By John Horgan  November 24, 2014
...Thanksgiving, that quintessential American holiday, has me brooding again over slanderous scientific portrayals of Native Americans as bellicose brutes. Native Americans, accused of Hobbesian savagery by modern scientists, actually treated Europeans kindly in some early encounters. This painting shows the legendary Thanksgiving feast between Pilgrims and the Wampanoag, who helped the newcomers survive and were eventually driven from their land. Painting by Jean Leon Gerome Ferris of 1621 feast at Plymouth, courtesy Wiki Commons.

When I was in grade school, my classmates and I wore paper Indian headdresses and Pilgrim hats and reenacted the “first Thanksgiving,” in which supposedly friendly Native Americans joined Pilgrims for a fall feast of turkey, venison, squash and corn. This episode seemed to support the view—often (apparently erroneously)  attributed to the 18th-century philosopher Jean-Jacques Rousseau—of Native Americans and other pre-state people as peaceful, “noble savages.”

Many prominent scientists now deride depictions of pre-state people as peaceful....Yes, Native Americans waged war before Europeans showed up... But as I asserted in my book The End of War and on this site ...Hobbesians...replaced the myth of the noble savage with the myth of the savage savage.
In two momentous early encounters, Native Americans greeted Europeans with kindness and generosity. Here is how Christopher Columbus described the Arawak, tribal people living in the Bahamas when he landed there in 1492: “They…brought us parrots and balls of cotton and spears and many other things, which they exchanged for the glass beads and hawks’ bells. They willingly traded everything they owned…. They do not bear arms, and do not know them, for I showed them a sword, they took it by the edge and cut themselves out of ignorance…. With 50 men we could subjugate them all and make them do whatever we want.”

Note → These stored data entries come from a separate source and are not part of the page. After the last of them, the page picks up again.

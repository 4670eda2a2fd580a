//! Named pipeline states for the passes of a frame.
//!
//! Passes never toggle individual depth/blend/cull flags. They pick one of
//! the presets below through a [`PipelineScope`], which puts
//! [`PipelineState::OPAQUE`] back when the pass ends.

use crate::rendering::RenderDevice;
use std::ops::{Deref, DerefMut};
use wgpu::{BlendComponent, BlendFactor, BlendOperation, BlendState, CompareFunction, Face, FrontFace};

#[derive(Debug, Copy, Clone, PartialEq)]
pub struct PipelineState {
    pub depth_compare: CompareFunction,
    pub depth_write: bool,
    pub cull_mode: Option<Face>,
    pub blend: Option<BlendState>,
}

pub const ADDITIVE_COMPONENT: BlendComponent = BlendComponent {
    src_factor: BlendFactor::One,
    dst_factor: BlendFactor::One,
    operation: BlendOperation::Add,
};

/// `one, one` blending on color and alpha.
pub const ADDITIVE_BLENDING: BlendState = BlendState {
    color: ADDITIVE_COMPONENT,
    alpha: ADDITIVE_COMPONENT,
};

impl PipelineState {
    /// The resting state between passes: depth tested and written, back
    /// faces culled, no blending.
    pub const OPAQUE: PipelineState = PipelineState {
        depth_compare: CompareFunction::Less,
        depth_write: true,
        cull_mode: Some(Face::Back),
        blend: None,
    };

    /// Shadow casting for lights whose geometry should be rendered with
    /// reversed winding.
    pub const SHADOW_FLIPPED: PipelineState = PipelineState {
        cull_mode: Some(Face::Front),
        ..Self::OPAQUE
    };

    /// Adds one light on top of the ambient pass. Only fragments that are
    /// exactly the front-most surface from the ambient pass pass the depth
    /// test, so every visible point is lit once per light.
    pub const LIGHT_ACCUMULATE: PipelineState = PipelineState {
        depth_compare: CompareFunction::Equal,
        depth_write: false,
        cull_mode: Some(Face::Back),
        blend: Some(ADDITIVE_BLENDING),
    };

    pub const fn shadow_caster(flip_faces: bool) -> PipelineState {
        if flip_faces {
            Self::SHADOW_FLIPPED
        } else {
            Self::OPAQUE
        }
    }
}

impl Default for PipelineState {
    fn default() -> Self {
        Self::OPAQUE
    }
}

#[derive(Debug, Copy, Clone, PartialEq)]
pub struct GlobalState {
    pub front_face: FrontFace,
    pub depth_clamp: bool,
}

impl Default for GlobalState {
    fn default() -> Self {
        GlobalState {
            front_face: FrontFace::Cw,
            depth_clamp: true,
        }
    }
}

/// Applies a [`PipelineState`] for as long as it lives and restores
/// [`PipelineState::OPAQUE`] when dropped.
pub struct PipelineScope<'a> {
    device: &'a mut dyn RenderDevice,
}

impl<'a> PipelineScope<'a> {
    pub fn enter(device: &'a mut dyn RenderDevice, state: &PipelineState) -> Self {
        device.set_pipeline_state(state);
        PipelineScope { device }
    }
}

impl<'a> Deref for PipelineScope<'a> {
    type Target = dyn RenderDevice + 'a;

    fn deref(&self) -> &Self::Target {
        &*self.device
    }
}

impl DerefMut for PipelineScope<'_> {
    fn deref_mut(&mut self) -> &mut Self::Target {
        &mut *self.device
    }
}

impl Drop for PipelineScope<'_> {
    fn drop(&mut self) {
        self.device.set_pipeline_state(&PipelineState::OPAQUE);
    }
}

How that passage—in historian Howard Zinn's 1980 classic A People’s History of the United States—captures the whole sordid history of colonialism! Columbus was as good as his word. Within decades the Spaniards had slaughtered almost all the Arawaks and other natives of the New Indies and enslaved the few survivors. “The cruel policy initiated by Columbus and pursued by his successors resulted in complete genocide,” the historian Samuel Morison—who admired Columbus!–wrote...
A similar pattern unfolded in New England in the early 17th century. After the Pilgrims arrived in Plymouth in 1620 on the Mayflower, they almost starved to death. Members of a local tribe, the Wampanoag, helped the newcomers, showing them how to plant corn and other local foods. In the fall of 1621 the Pilgrims celebrated their first successful harvest with a three-day feast with the Wampanoag. The event my classmates and I reenacted in grade school really happened!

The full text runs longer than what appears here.